====== INFORMATION SUPPLIED

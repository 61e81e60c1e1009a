//! Focus state machine: free navigation or camera locked onto a body.

use engine_core::Camera;
use glam::Vec3;
use serde::{Deserialize, Serialize};

use crate::body::Body;
use crate::catalog::{BodyCatalog, BodyId};

/// Camera offset from the focused body.
pub const DEFAULT_FOLLOW_OFFSET: Vec3 = Vec3::splat(5.0);
/// Per-frame interpolation factor of the follow camera.
pub const DEFAULT_FOLLOW_LERP: f32 = 0.02;

#[derive(Debug, Clone, Default, PartialEq, Eq)]
pub enum FocusState {
    #[default]
    Free,
    Targeted(BodyId),
}

impl FocusState {
    pub fn target(&self) -> Option<&BodyId> {
        match self {
            FocusState::Free => None,
            FocusState::Targeted(id) => Some(id),
        }
    }
}

/// How the camera position closes in on the follow point.
#[derive(Debug, Clone, Copy, PartialEq, Serialize, Deserialize)]
pub enum FollowEasing {
    /// Fixed lerp factor applied once per frame; convergence depends on frame rate.
    PerFrame(f32),
    /// Exponential decay with the given rate per second; frame-rate independent.
    Exponential(f32),
}

impl Default for FollowEasing {
    fn default() -> Self {
        FollowEasing::PerFrame(DEFAULT_FOLLOW_LERP)
    }
}

impl FollowEasing {
    /// Whether the camera strictly closes in on every frame with positive `dt`.
    pub fn is_valid(&self) -> bool {
        match *self {
            FollowEasing::PerFrame(t) => t > 0.0 && t < 1.0,
            FollowEasing::Exponential(rate) => rate.is_finite() && rate > 0.0,
        }
    }

    /// This easing, or the default (with a warning) if it would stall or snap the camera.
    pub fn validated(self) -> Self {
        if self.is_valid() {
            return self;
        }
        let fallback = Self::default();
        log::warn!("Invalid follow easing {:?}, using {:?}", self, fallback);
        fallback
    }

    /// Interpolation factor in `[0, 1]` for a frame of `dt` seconds.
    pub fn factor(&self, dt: f32) -> f32 {
        match *self {
            FollowEasing::PerFrame(t) => t.clamp(0.0, 1.0),
            FollowEasing::Exponential(rate) => 1.0 - (-rate.max(0.0) * dt.max(0.0)).exp(),
        }
    }
}

#[derive(Debug, Clone)]
pub struct FocusStateMachine {
    state: FocusState,
    offset: Vec3,
    easing: FollowEasing,
}

impl Default for FocusStateMachine {
    fn default() -> Self {
        Self::new(DEFAULT_FOLLOW_OFFSET, FollowEasing::default())
    }
}

impl FocusStateMachine {
    /// Invalid easings fall back to the default.
    pub fn new(offset: Vec3, easing: FollowEasing) -> Self {
        Self {
            state: FocusState::Free,
            offset,
            easing: easing.validated(),
        }
    }

    pub fn state(&self) -> &FocusState {
        &self.state
    }

    /// Target a body from either state. Unknown ids leave the state unchanged.
    pub fn select_body(&mut self, catalog: &BodyCatalog, id: &BodyId) -> bool {
        if !catalog.contains(id) {
            log::warn!("Ignoring selection of unknown body {}", id);
            return false;
        }
        if self.state.target() != Some(id) {
            log::info!("Focus -> {}", id);
        }
        self.state = FocusState::Targeted(id.clone());
        true
    }

    /// Target the star.
    pub fn select_star(&mut self, catalog: &BodyCatalog) -> bool {
        self.select_body(catalog, catalog.star_id())
    }

    /// Return to free movement.
    pub fn clear(&mut self) {
        if self.state != FocusState::Free {
            log::info!("Focus -> free movement");
        }
        self.state = FocusState::Free;
    }

    /// Canvas click: a hit selects that body, a miss while targeted clears.
    /// Returns true only if the focus state changed.
    pub fn click(&mut self, catalog: &BodyCatalog, hit: Option<&BodyId>) -> bool {
        let before = self.state.clone();
        match hit {
            Some(id) => {
                self.select_body(catalog, id);
            }
            None => self.clear(),
        }
        self.state != before
    }

    /// Ease the camera toward the focused body. Returns false (and leaves the
    /// camera alone) while free or if the target has no live body.
    pub fn update(&self, camera: &mut Camera, bodies: &[Body], dt: f32) -> bool {
        let Some(id) = self.state.target() else {
            return false;
        };
        let Some(body) = bodies.iter().find(|body| &body.id == id) else {
            return false;
        };
        let body_position = body.position();
        let desired = body_position + self.offset;
        camera.position = camera.position.lerp(desired, self.easing.factor(dt));
        camera.target = body_position;
        true
    }
}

============

# WHAT YOU ARE ASKED TO DO
Exactly as they appear, retype the lines from the start of the records through the line containing "snap the camera.".

# THE COMPLETED TASK
repository 61e81e60c1e1009a
//! Focus state machine: free navigation or camera locked onto a body.

use engine_core::Camera;
use glam::Vec3;
use serde::{Deserialize, Serialize};

use crate::body::Body;
use crate::catalog::{BodyCatalog, BodyId};

/// Camera offset from the focused body.
pub const DEFAULT_FOLLOW_OFFSET: Vec3 = Vec3::splat(5.0);
/// Per-frame interpolation factor of the follow camera.
pub const DEFAULT_FOLLOW_LERP: f32 = 0.02;

#[derive(Debug, Clone, Default, PartialEq, Eq)]
pub enum FocusState {
    #[default]
    Free,
    Targeted(BodyId),
}

impl FocusState {
    pub fn target(&self) -> Option<&BodyId> {
        match self {
            FocusState::Free => None,
            FocusState::Targeted(id) => Some(id),
        }
    }
}

/// How the camera position closes in on the follow point.
#[derive(Debug, Clone, Copy, PartialEq, Serialize, Deserialize)]
pub enum FollowEasing {
    /// Fixed lerp factor applied once per frame; convergence depends on frame rate.
    PerFrame(f32),
    /// Exponential decay with the given rate per second; frame-rate independent.
    Exponential(f32),
}

impl Default for FollowEasing {
    fn default() -> Self {
        FollowEasing::PerFrame(DEFAULT_FOLLOW_LERP)
    }
}

impl FollowEasing {
    /// Whether the camera strictly closes in on every frame with positive `dt`.
    pub fn is_valid(&self) -> bool {
        match *self {
            FollowEasing::PerFrame(t) => t > 0.0 && t < 1.0,
            FollowEasing::Exponential(rate) => rate.is_finite() && rate > 0.0,
        }
    }

    /// This easing, or the default (with a warning) if it would stall or snap the camera.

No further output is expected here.